MedUNAB ; 12(2): 66-73, 2009.
Article in Spanish | LILACS | ID: biblio-1005934

ABSTRACT

Objetivo: Medir la prevalencia de ceguera y déficit visual severo en población mayor de 50 años en el Departamento de Santander; igualmente medir la prevalencia de catarata relacionada con ceguera y déficit visual; la cobertura y resultados de los servicios de cirugía de catarata y las principales barreras que tienen las personas para acceder a dicho servicio. Materiales y métodos: estudio de prevalencia de base poblacional con muestreo aleatorio sistemático por conglomerados, tamaño de la muestra de 4.082 individuos. Se siguió la metodología de evaluación rápida de servicios de cirugía de catarata de la Organización Mundial de la Salud - OMS. Resultados: la prevalencia de ceguera fue de 1,79%, el problema afecta prioritariamente a la población pobre y rural. Las principales causas de ceguera son la catarata (67.61%), alteraciones del segmento posterior (14.08%), otras opacidades cornéales (8.45%), glaucoma (2.82%) y errores refractivos, retinopatía diabética y complicaciones quirúrgicas (cada una con 1.41%). El 82,5% de las personas no se han operado por desconocimiento de la enfermedad o dificultades económicas. Discusión: la ceguera es un problema de salud pública de la región y su distribución es inequitativa, afectando prioritariamente a la población pobre ubicada en zonas rurales. Las principales causas de déficit visual son la catarata y los errores refractivos, causas totalmente corregibles de manera sencilla y económica. Se recomienda a las autoridades de salud, formular e implementar un plan de salud visual que incluya la movilización de actores del sistema de seguridad social en salud del Departamento. [Galvis V, Rey JJ, Rodríguez LA, Serrano C, Tello A. Prevalencia de ceguera en el Departamento de Santander - Colombia. MedUNAB 2009; 12:66-73].

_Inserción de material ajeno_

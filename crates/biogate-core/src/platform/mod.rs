//! Platform biometric API abstraction
//!
//! The sensor is a black box: it reports what it supports and runs a
//! challenge that either succeeds or fails with a platform error code.
//! Everything else lives in the authenticator.

pub mod simulated;

pub use simulated::SimulatedPlatform;

use async_trait::async_trait;
use tracing::warn;

use crate::error::Result;
use crate::types::{AuthErrorKind, BiometricCapabilities, Modality, PromptOptions};

/// Platform error code for a user dismissal
pub const CODE_USER_CANCEL: &str = "user_cancel";
/// Platform error code for an OS dismissal
pub const CODE_SYSTEM_CANCEL: &str = "system_cancel";
/// Platform error code for an app-initiated dismissal
pub const CODE_APP_CANCEL: &str = "app_cancel";
/// Platform error code for choosing the passcode instead
pub const CODE_USER_FALLBACK: &str = "user_fallback";
/// Platform error code for a biometric mismatch
pub const CODE_AUTHENTICATION_FAILED: &str = "authentication_failed";

/// What the platform reported for one challenge
#[derive(Clone, Debug, PartialEq, Eq)]
pub enum ChallengeResponse {
    /// The biometric matched
    Success { modality: Option<Modality> },
    /// The challenge ended without a match
    Failure { code: String },
}

impl ChallengeResponse {
    /// Success with an unspecified modality
    pub fn success() -> Self {
        ChallengeResponse::Success { modality: None }
    }

    /// Failure with the given platform code
    pub fn failure(code: impl Into<String>) -> Self {
        ChallengeResponse::Failure { code: code.into() }
    }

    /// Map to the result taxonomy
    pub fn outcome(&self) -> std::result::Result<Option<Modality>, AuthErrorKind> {
        match self {
            ChallengeResponse::Success { modality } => Ok(*modality),
            ChallengeResponse::Failure { code } => Err(classify_error_code(code)),
        }
    }
}

/// Map a platform error code to an error kind
///
/// Unknown codes count as a mismatch.
pub fn classify_error_code(code: &str) -> AuthErrorKind {
    match code {
        CODE_USER_CANCEL => AuthErrorKind::UserCancel,
        CODE_SYSTEM_CANCEL | CODE_APP_CANCEL => AuthErrorKind::SystemCancel,
        CODE_USER_FALLBACK => AuthErrorKind::UserFallback,
        CODE_AUTHENTICATION_FAILED => AuthErrorKind::AuthenticationFailed,
        other => {
            warn!("Unmapped platform error code {:?}, counting as failure", other);
            AuthErrorKind::AuthenticationFailed
        }
    }
}

/// Device biometric capability and challenge API
#[async_trait]
pub trait BiometricPlatform: Send + Sync {
    /// Query hardware, enrollment, modalities and security level
    ///
    /// Absence of hardware is a valid `Ok` value. `Err` is reserved for
    /// genuine platform failures.
    async fn probe_capabilities(&self) -> Result<BiometricCapabilities>;

    /// Run one biometric challenge with the given prompt
    async fn challenge(&self, options: &PromptOptions) -> Result<ChallengeResponse>;
}
//! File-backed secure vault
//!
//! Software stand-in for a hardware keystore. Secrets are kept in one file
//! encrypted with ChaCha20-Poly1305 under a random 32-byte device key that
//! lives in a separate owner-only key file.
//!
//! # Storage Format
//!
//! `vault.key` holds the hex-encoded device key.
//! `vault.enc` holds:
//! - 12-byte nonce
//! - Encrypted JSON object of key -> secret
//! - 16-byte authentication tag (appended by ChaCha20-Poly1305)

use std::collections::BTreeMap;
use std::path::PathBuf;

use async_trait::async_trait;
use chacha20poly1305::{
    aead::{Aead, KeyInit},
    ChaCha20Poly1305, Nonce,
};
use rand::RngCore;
use tokio::sync::Mutex;
use tracing::info;
use zeroize::Zeroizing;

use super::file::write_atomic;
use super::SecureVault;
use crate::error::{Error, Result};

/// Size of the nonce for ChaCha20-Poly1305
const NONCE_SIZE: usize = 12;

/// Size of the device key
const KEY_SIZE: usize = 32;

const KEY_FILE: &str = "vault.key";
const DATA_FILE: &str = "vault.enc";

type DeviceKey = Zeroizing<[u8; KEY_SIZE]>;

/// Encrypted secret storage in a directory
pub struct EncryptedFileVault {
    base_path: PathBuf,
    /// Cached device key, also serializes read-modify-write cycles
    key: Mutex<Option<DeviceKey>>,
}

impl EncryptedFileVault {
    /// Vault rooted at `base_path`; files are created on first write
    pub fn new(base_path: impl Into<PathBuf>) -> Self {
        Self {
            base_path: base_path.into(),
            key: Mutex::new(None),
        }
    }

    fn key_path(&self) -> PathBuf {
        self.base_path.join(KEY_FILE)
    }

    fn data_path(&self) -> PathBuf {
        self.base_path.join(DATA_FILE)
    }

    /// Load the device key, generating it on first use
    async fn device_key(&self, cached: &mut Option<DeviceKey>) -> Result<DeviceKey> {
        if let Some(key) = cached.as_ref() {
            return Ok(key.clone());
        }

        let path = self.key_path();
        let key = match tokio::fs::read_to_string(&path).await {
            Ok(contents) => {
                let bytes = Zeroizing::new(
                    hex::decode(contents.trim())
                        .map_err(|e| Error::Crypto(format!("Invalid vault key: {}", e)))?,
                );
                let array: [u8; KEY_SIZE] = bytes
                    .as_slice()
                    .try_into()
                    .map_err(|_| Error::Crypto("Invalid vault key length".to_string()))?;
                Zeroizing::new(array)
            }
            Err(e) if e.kind() == std::io::ErrorKind::NotFound => {
                let mut array = Zeroizing::new([0u8; KEY_SIZE]);
                rand::rngs::OsRng.fill_bytes(&mut array[..]);
                let encoded = Zeroizing::new(hex::encode(&array[..]));
                write_atomic(&path, encoded.as_bytes(), "key.tmp").await?;
                info!("Generated new vault key at {:?}", path);
                array
            }
            Err(e) => return Err(e.into()),
        };

        *cached = Some(key.clone());
        Ok(key)
    }

    async fn read_secrets(&self, key: &DeviceKey) -> Result<BTreeMap<String, String>> {
        let encrypted_data = match tokio::fs::read(self.data_path()).await {
            Ok(data) => data,
            Err(e) if e.kind() == std::io::ErrorKind::NotFound => return Ok(BTreeMap::new()),
            Err(e) => return Err(e.into()),
        };

        if encrypted_data.len() < NONCE_SIZE {
            return Err(Error::Vault("Encrypted file too short".to_string()));
        }

        // Extract nonce and ciphertext
        let nonce = Nonce::from_slice(&encrypted_data[..NONCE_SIZE]);
        let ciphertext = &encrypted_data[NONCE_SIZE..];

        let cipher = ChaCha20Poly1305::new_from_slice(&key[..])
            .map_err(|e| Error::Crypto(format!("Invalid key: {}", e)))?;

        let plaintext = Zeroizing::new(
            cipher
                .decrypt(nonce, ciphertext)
                .map_err(|_| Error::Crypto("Vault decryption failed".to_string()))?,
        );

        Ok(serde_json::from_slice(&plaintext)?)
    }

    async fn write_secrets(&self, key: &DeviceKey, secrets: &BTreeMap<String, String>) -> Result<()> {
        let plaintext = Zeroizing::new(serde_json::to_vec(secrets)?);

        let mut nonce_bytes = [0u8; NONCE_SIZE];
        rand::rngs::OsRng.fill_bytes(&mut nonce_bytes);
        let nonce = Nonce::from_slice(&nonce_bytes);

        let cipher = ChaCha20Poly1305::new_from_slice(&key[..])
            .map_err(|e| Error::Crypto(format!("Invalid key: {}", e)))?;

        let ciphertext = cipher
            .encrypt(nonce, plaintext.as_slice())
            .map_err(|e| Error::Crypto(format!("Encryption failed: {}", e)))?;

        // Combine nonce + ciphertext
        let mut encrypted_data = Vec::with_capacity(NONCE_SIZE + ciphertext.len());
        encrypted_data.extend_from_slice(&nonce_bytes);
        encrypted_data.extend_from_slice(&ciphertext);

        write_atomic(&self.data_path(), &encrypted_data, "enc.tmp").await
    }
}

#[async_trait]
impl SecureVault for EncryptedFileVault {
    async fn get_secret(&self, name: &str) -> Result<Option<Zeroizing<String>>> {
        let mut cached = self.key.lock().await;
        let key = self.device_key(&mut cached).await?;
        let mut secrets = self.read_secrets(&key).await?;
        Ok(secrets.remove(name).map(Zeroizing::new))
    }

    async fn set_secret(&self, name: &str, value: &str) -> Result<()> {
        let mut cached = self.key.lock().await;
        let key = self.device_key(&mut cached).await?;
        let mut secrets = self.read_secrets(&key).await?;
        secrets.insert(name.to_string(), value.to_string());
        self.write_secrets(&key, &secrets).await
    }

    async fn delete_secret(&self, name: &str) -> Result<()> {
        let mut cached = self.key.lock().await;
        let key = self.device_key(&mut cached).await?;
        let mut secrets = self.read_secrets(&key).await?;
        if secrets.remove(name).is_some() {
            self.write_secrets(&key, &secrets).await?;
        }
        Ok(())
    }
}

#[cfg(test)]
mod tests {
    use super::*;
    use tempfile::tempdir;

    #[tokio::test]
    async fn test_round_trip_across_instances() {
        let temp_dir = tempdir().unwrap();

        let vault = EncryptedFileVault::new(temp_dir.path());
        vault.set_secret("token", "s3cret").await.unwrap();

        let reopened = EncryptedFileVault::new(temp_dir.path());
        let secret = reopened.get_secret("token").await.unwrap().unwrap();
        assert_eq!(secret.as_str(), "s3cret");
    }

    #[tokio::test]
    async fn test_ciphertext_does_not_contain_secret() {
        let temp_dir = tempdir().unwrap();
        let vault = EncryptedFileVault::new(temp_dir.path());
        vault.set_secret("token", "plainly-visible").await.unwrap();

        let raw = std::fs::read(temp_dir.path().join(DATA_FILE)).unwrap();
        let needle = b"plainly-visible";
        assert!(!raw.windows(needle.len()).any(|w| w == needle));
    }

    #[tokio::test]
    async fn test_delete_is_idempotent() {
        let temp_dir = tempdir().unwrap();
        let vault = EncryptedFileVault::new(temp_dir.path());

        vault.delete_secret("token").await.unwrap();
        vault.set_secret("token", "x").await.unwrap();
        vault.delete_secret("token").await.unwrap();
        vault.delete_secret("token").await.unwrap();
        assert!(vault.get_secret("token").await.unwrap().is_none());
    }

    #[tokio::test]
    async fn test_wrong_key_fails() {
        let temp_dir = tempdir().unwrap();
        let vault = EncryptedFileVault::new(temp_dir.path());
        vault.set_secret("token", "x").await.unwrap();

        std::fs::write(temp_dir.path().join(KEY_FILE), hex::encode([7u8; KEY_SIZE])).unwrap();

        let reopened = EncryptedFileVault::new(temp_dir.path());
        assert!(matches!(reopened.get_secret("token").await, Err(Error::Crypto(_))));
    }
}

Objective: to measure the prevalence of blindness and severe visual deficit in population greater of 50 years in the Department of Santander, Colombia; also to measure the cataract prevalence related to blindness and visual deficit, the cover and results of the cataract's surgery services, and the main barriers that people have to access to this service. Materials and methods: cross-sectional study with population base and systematic conglomerates random sampling; sample size of 4.082 individuals. The methodology followed was the WHO Fast Evaluation of Cataract's Surgery Services survey. Results: the prevalence of blindness was of 1,79%; this problem affects primarily poor and rural population. The main causes of blindness are the cataract (67.61%) back segment alteration (14.08%), another corneal opacities (8.45%), glaucoma (2.82%) y refractive errors, diabetic retinopathy and surgical complications (each with 1.41%). 82,5% of the people have not been operated by ignorance of their disease or economic difficulties. Discussion: blindness is a public health problem in Santander, and its distribution is inequitable, affecting primarily poor population located in rural zones. The main causes of visual deficit are cataract and refracting errors, totally correctable causes by simple and economic way. It is recommended to the health authorities, to formulate and to implement a plan of visual health that includes mobilization all social security system actors in health in Santander. [Galvis V, Rey JJ, Rodríguez LA, Serrano C, Tello A. Blindness prevalence in Santander, Colombia. MedUNAB 2009; 12:66-73].